Please share your ideas for keeping our kids engaged intellectually over the summer months.

 

It's summertime! It's time to stay up late through long summer evenings, eat lots of Ted Drewes frozen custard, and play in the pool. It's time to relax.

Not to rain on that sunny parade, but it has been shown that typical American kids regress in math and reading skills over the summer, when they lose memories of newly acquired material. This sets their skills back an average of two to three months each year. That translates to greater than 25 percent of academic achievement lost during the summer every year.

However, there are several fun ways to engage kids academically throughout the summer. The local public libraries have reading programs, including scheduled events and activities, as well as prizes for kids who log their summer reading.

Free online sites such as IXL or the Math Fact Cafe have fun math games and worksheets for kids, and the Maplewood Richmond Heights School District offers grade-targeted "Summer Bridge Activities" books to sharpen skills (order forms come home in the kids' school folders).

We attempt to continue learning through summer field trips to the St.

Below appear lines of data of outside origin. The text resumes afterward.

//! In-memory record set: hospitals, doctors, appointments.
//!
//! The catalog is immutable after construction. `Catalog::new` is the
//! record-construction boundary: bed counts, ratings and cross-record
//! references are checked there, so every lookup afterwards can assume a
//! consistent set.

use std::collections::HashSet;

use crate::models::{Appointment, Doctor, Hospital};
use crate::seed;

const MAX_RATING: f64 = 5.0;

// ═══════════════════════════════════════════════════════════
// Error type
// ═══════════════════════════════════════════════════════════

#[derive(Debug, Clone, PartialEq, thiserror::Error)]
pub enum CatalogError {
    #[error("Duplicate {kind} id: {id}")]
    DuplicateId { kind: &'static str, id: String },
    #[error("Hospital {hospital_id}: {available} available beds exceed {total} total")]
    BedsExceedCapacity {
        hospital_id: String,
        available: u32,
        total: u32,
    },
    #[error("{kind} {id}: rating {rating} outside 0-5")]
    RatingOutOfRange {
        kind: &'static str,
        id: String,
        rating: f64,
    },
    #[error("Review {review_id} on hospital {hospital_id}: rating {rating} outside 1-5")]
    ReviewRatingOutOfRange {
        hospital_id: String,
        review_id: String,
        rating: u8,
    },
    #[error("Doctor {doctor_id} references unknown hospital {hospital_id}")]
    UnknownHospital {
        doctor_id: String,
        hospital_id: String,
    },
    #[error("Doctor {doctor_id} names hospital {stated:?} but hospital {hospital_id} is {actual:?}")]
    HospitalNameMismatch {
        doctor_id: String,
        hospital_id: String,
        stated: String,
        actual: String,
    },
    #[error("Appointment {appointment_id} references unknown doctor {doctor_id}")]
    UnknownDoctor {
        appointment_id: String,
        doctor_id: String,
    },
}

// ═══════════════════════════════════════════════════════════
// Catalog
// ═══════════════════════════════════════════════════════════

#[derive(Debug, Clone)]
pub struct Catalog {
    hospitals: Vec<Hospital>,
    doctors: Vec<Doctor>,
    appointments: Vec<Appointment>,
}

impl Catalog {
    /// Validate and assemble a record set. Record order is preserved.
    pub fn new(
        hospitals: Vec<Hospital>,
        doctors: Vec<Doctor>,
        appointments: Vec<Appointment>,
    ) -> Result<Self, CatalogError> {
        check_unique("hospital", hospitals.iter().map(|h| h.id.as_str()))?;
        check_unique("doctor", doctors.iter().map(|d| d.id.as_str()))?;
        check_unique("appointment", appointments.iter().map(|a| a.id.as_str()))?;

        for hospital in &hospitals {
            validate_hospital(hospital)?;
        }

        for doctor in &doctors {
            check_rating("Doctor", &doctor.id, doctor.rating)?;
            let hospital = hospitals
                .iter()
                .find(|h| h.id == doctor.hospital_id)
                .ok_or_else(|| CatalogError::UnknownHospital {
                    doctor_id: doctor.id.clone(),
                    hospital_id: doctor.hospital_id.clone(),
                })?;
            if hospital.name != doctor.hospital {
                return Err(CatalogError::HospitalNameMismatch {
                    doctor_id: doctor.id.clone(),
                    hospital_id: hospital.id.clone(),
                    stated: doctor.hospital.clone(),
                    actual: hospital.name.clone(),
                });
            }
        }

        for appointment in &appointments {
            if !doctors.iter().any(|d| d.id == appointment.doctor_id) {
                return Err(CatalogError::UnknownDoctor {
                    appointment_id: appointment.id.clone(),
                    doctor_id: appointment.doctor_id.clone(),
                });
            }
        }

        tracing::debug!(
            hospitals = hospitals.len(),
            doctors = doctors.len(),
            appointments = appointments.len(),
            "Catalog loaded"
        );

        Ok(Self {
            hospitals,
            doctors,
            appointments,
        })
    }

    /// The built-in seed records.
    pub fn seeded() -> Result<Self, CatalogError> {
        Self::new(seed::hospitals(), seed::doctors(), seed::appointments())
    }

    pub fn hospitals(&self) -> &[Hospital] {
        &self.hospitals
    }

    pub fn doctors(&self) -> &[Doctor] {
        &self.doctors
    }

    pub fn appointments(&self) -> &[Appointment] {
        &self.appointments
    }

    pub fn hospital(&self, id: &str) -> Option<&Hospital> {
        self.hospitals.iter().find(|h| h.id == id)
    }

    pub fn doctor(&self, id: &str) -> Option<&Doctor> {
        self.doctors.iter().find(|d| d.id == id)
    }

    pub fn appointment(&self, id: &str) -> Option<&Appointment> {
        self.appointments.iter().find(|a| a.id == id)
    }

    /// Doctors on a hospital's roster, in record order.
    pub fn doctors_at(&self, hospital_id: &str) -> Vec<&Doctor> {
        self.doctors
            .iter()
            .filter(|d| d.hospital_id == hospital_id)
            .collect()
    }

    /// Appointments with any doctor on a hospital's roster.
    pub fn appointments_at(&self, hospital_id: &str) -> Vec<&Appointment> {
        let roster: HashSet<&str> = self
            .doctors_at(hospital_id)
            .into_iter()
            .map(|d| d.id.as_str())
            .collect();
        self.appointments
            .iter()
            .filter(|a| roster.contains(a.doctor_id.as_str()))
            .collect()
    }

    /// Distinct hospital specializations, sorted.
    pub fn hospital_specializations(&self) -> Vec<&str> {
        distinct(self.hospitals.iter().flat_map(|h| h.specializations.iter()))
    }

    /// Distinct doctor specializations, sorted.
    pub fn doctor_specializations(&self) -> Vec<&str> {
        distinct(self.doctors.iter().map(|d| &d.specialization))
    }

    /// Distinct accepted insurance names, sorted.
    pub fn insurance_options(&self) -> Vec<&str> {
        distinct(self.hospitals.iter().flat_map(|h| h.accepted_insurance.iter()))
    }
}

fn validate_hospital(hospital: &Hospital) -> Result<(), CatalogError> {
    if hospital.available_beds > hospital.total_beds {
        return Err(CatalogError::BedsExceedCapacity {
            hospital_id: hospital.id.clone(),
            available: hospital.available_beds,
            total: hospital.total_beds,
        });
    }
    check_rating("Hospital", &hospital.id, hospital.rating)?;
    for review in &hospital.reviews {
        if !(1..=5).contains(&review.rating) {
            return Err(CatalogError::ReviewRatingOutOfRange {
                hospital_id: hospital.id.clone(),
                review_id: review.id.clone(),
                rating: review.rating,
            });
        }
    }
    Ok(())
}

fn check_rating(kind: &'static str, id: &str, rating: f64) -> Result<(), CatalogError> {
    // NaN fails the range check too
    if !(0.0..=MAX_RATING).contains(&rating) {
        return Err(CatalogError::RatingOutOfRange {
            kind,
            id: id.to_string(),
            rating,
        });
    }
    Ok(())
}

fn check_unique<'a>(
    kind: &'static str,
    ids: impl Iterator<Item = &'a str>,
) -> Result<(), CatalogError> {
    let mut seen = HashSet::new();
    for id in ids {
        if !seen.insert(id) {
            return Err(CatalogError::DuplicateId {
                kind,
                id: id.to_string(),
            });
        }
    }
    Ok(())
}

fn distinct<'a>(values: impl Iterator<Item = &'a String>) -> Vec<&'a str> {
    let mut unique: Vec<&str> = values.map(String::as_str).collect();
    unique.sort_unstable();
    unique.dedup();
    unique
}

#[cfg(test)]
mod tests {
    use super::*;

    fn seeded() -> Catalog {
        Catalog::seeded().expect("seed data is consistent")
    }

    #[test]
    fn seed_loads_in_record_order() {
        let catalog = seeded();
        let ids: Vec<&str> = catalog.hospitals().iter().map(|h| h.id.as_str()).collect();
        assert_eq!(ids, vec!["1", "2", "3"]);
        assert_eq!(catalog.doctors().len(), 3);
        assert_eq!(catalog.appointments().len(), 2);
    }

    #[test]
    fn lookups_by_id() {
        let catalog = seeded();
        assert_eq!(catalog.hospital("2").unwrap().name, "St. Mary Medical Center");
        assert_eq!(catalog.doctor("1").unwrap().name, "Dr. Sarah Williams");
        assert!(catalog.doctor("999").is_none());
        assert!(catalog.hospital("").is_none());
    }

    #[test]
    fn roster_and_appointments_per_hospital() {
        let catalog = seeded();
        let roster: Vec<&str> = catalog.doctors_at("1").iter().map(|d| d.id.as_str()).collect();
        assert_eq!(roster, vec!["1", "2"]);
        assert_eq!(catalog.appointments_at("1").len(), 2);
        assert!(catalog.appointments_at("3").is_empty());
    }

    #[test]
    fn picker_options_are_distinct_and_sorted() {
        let catalog = seeded();
        let insurance = catalog.insurance_options();
        assert_eq!(
            insurance,
            vec!["Aetna", "Blue Cross", "Cigna", "Humana", "Medicaid", "Medicare", "United Healthcare"]
        );
        assert_eq!(
            catalog.doctor_specializations(),
            vec!["Cardiology", "Neurology", "Pediatrics"]
        );
        let specs = catalog.hospital_specializations();
        assert_eq!(specs.len(), 12);
        assert!(specs.windows(2).all(|pair| pair[0] < pair[1]));
    }

    #[test]
    fn rejects_available_beds_above_total() {
        let mut hospitals = seed::hospitals();
        hospitals[0].available_beds = hospitals[0].total_beds + 1;
        let err = Catalog::new(hospitals, seed::doctors(), seed::appointments()).unwrap_err();
        assert!(matches!(err, CatalogError::BedsExceedCapacity { .. }));
    }

    #[test]
    fn rejects_dangling_hospital_reference() {
        let mut doctors = seed::doctors();
        doctors[2].hospital_id = "42".into();
        let err = Catalog::new(seed::hospitals(), doctors, seed::appointments()).unwrap_err();
        assert_eq!(
            err,
            CatalogError::UnknownHospital {
                doctor_id: "3".into(),
                hospital_id: "42".into(),
            }
        );
    }

    #[test]
    fn rejects_stale_denormalized_hospital_name() {
        let mut doctors = seed::doctors();
        doctors[0].hospital = "City Hospital".into();
        let err = Catalog::new(seed::hospitals(), doctors, seed::appointments()).unwrap_err();
        assert!(matches!(err, CatalogError::HospitalNameMismatch { .. }));
    }

    #[test]
    fn rejects_dangling_doctor_reference() {
        let mut appointments = seed::appointments();
        appointments[0].doctor_id = "7".into();
        let err = Catalog::new(seed::hospitals(), seed::doctors(), appointments).unwrap_err();
        assert!(matches!(err, CatalogError::UnknownDoctor { .. }));
    }

    #[test]
    fn rejects_bad_ratings() {
        let mut hospitals = seed::hospitals();
        hospitals[1].rating = 5.5;
        assert!(matches!(
            Catalog::new(hospitals, seed::doctors(), seed::appointments()),
            Err(CatalogError::RatingOutOfRange { .. })
        ));

        let mut hospitals = seed::hospitals();
        hospitals[0].reviews[0].rating = 0;
        assert!(matches!(
            Catalog::new(hospitals, seed::doctors(), seed::appointments()),
            Err(CatalogError::ReviewRatingOutOfRange { .. })
        ));

        let mut doctors = seed::doctors();
        doctors[0].rating = f64::NAN;
        assert!(matches!(
            Catalog::new(seed::hospitals(), doctors, seed::appointments()),
            Err(CatalogError::RatingOutOfRange { .. })
        ));
    }

    #[test]
    fn rejects_duplicate_ids() {
        let mut doctors = seed::doctors();
        doctors[1].id = "1".into();
        let err = Catalog::new(seed::hospitals(), doctors, seed::appointments()).unwrap_err();
        assert_eq!(
            err,
            CatalogError::DuplicateId {
                kind: "doctor",
                id: "1".into(),
            }
        );
    }
}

Louis Science Center, the Magic House, or the Powder Valley Nature Center, to name just a few options.

What type of schoolwork do you require your child to do over the summer, or in what alternative ways do you try to keep your kids intellectually engaged during these long, hot summer months?

Related Topics: moms talk

TP

5:15 pm on Tuesday, July 26, 2011

We ordered the "Summer Bridge Activities" for our 6 year old and she has excitedly worked her way through quite a bit of it all summer. She has read to us at every opportunity and practiced her writing by being my penpal. She made a special place where we write notes back and forth to each other.

She is anxiously counting the days when she goes back to ECC as a First Grader!

Her brothers, on the other hand, don't want to hear about school, think about school, or talk about school. They are totally in denial and refuse to face just how close it is. Have they worked on anything of value this summer? Not really. I little math as they have calculated what they've made from their summer jobs and what they can buy with it, but that's reaching I know.

They focused more on their social and athletic skills by swimming, playing baseball and hanging out.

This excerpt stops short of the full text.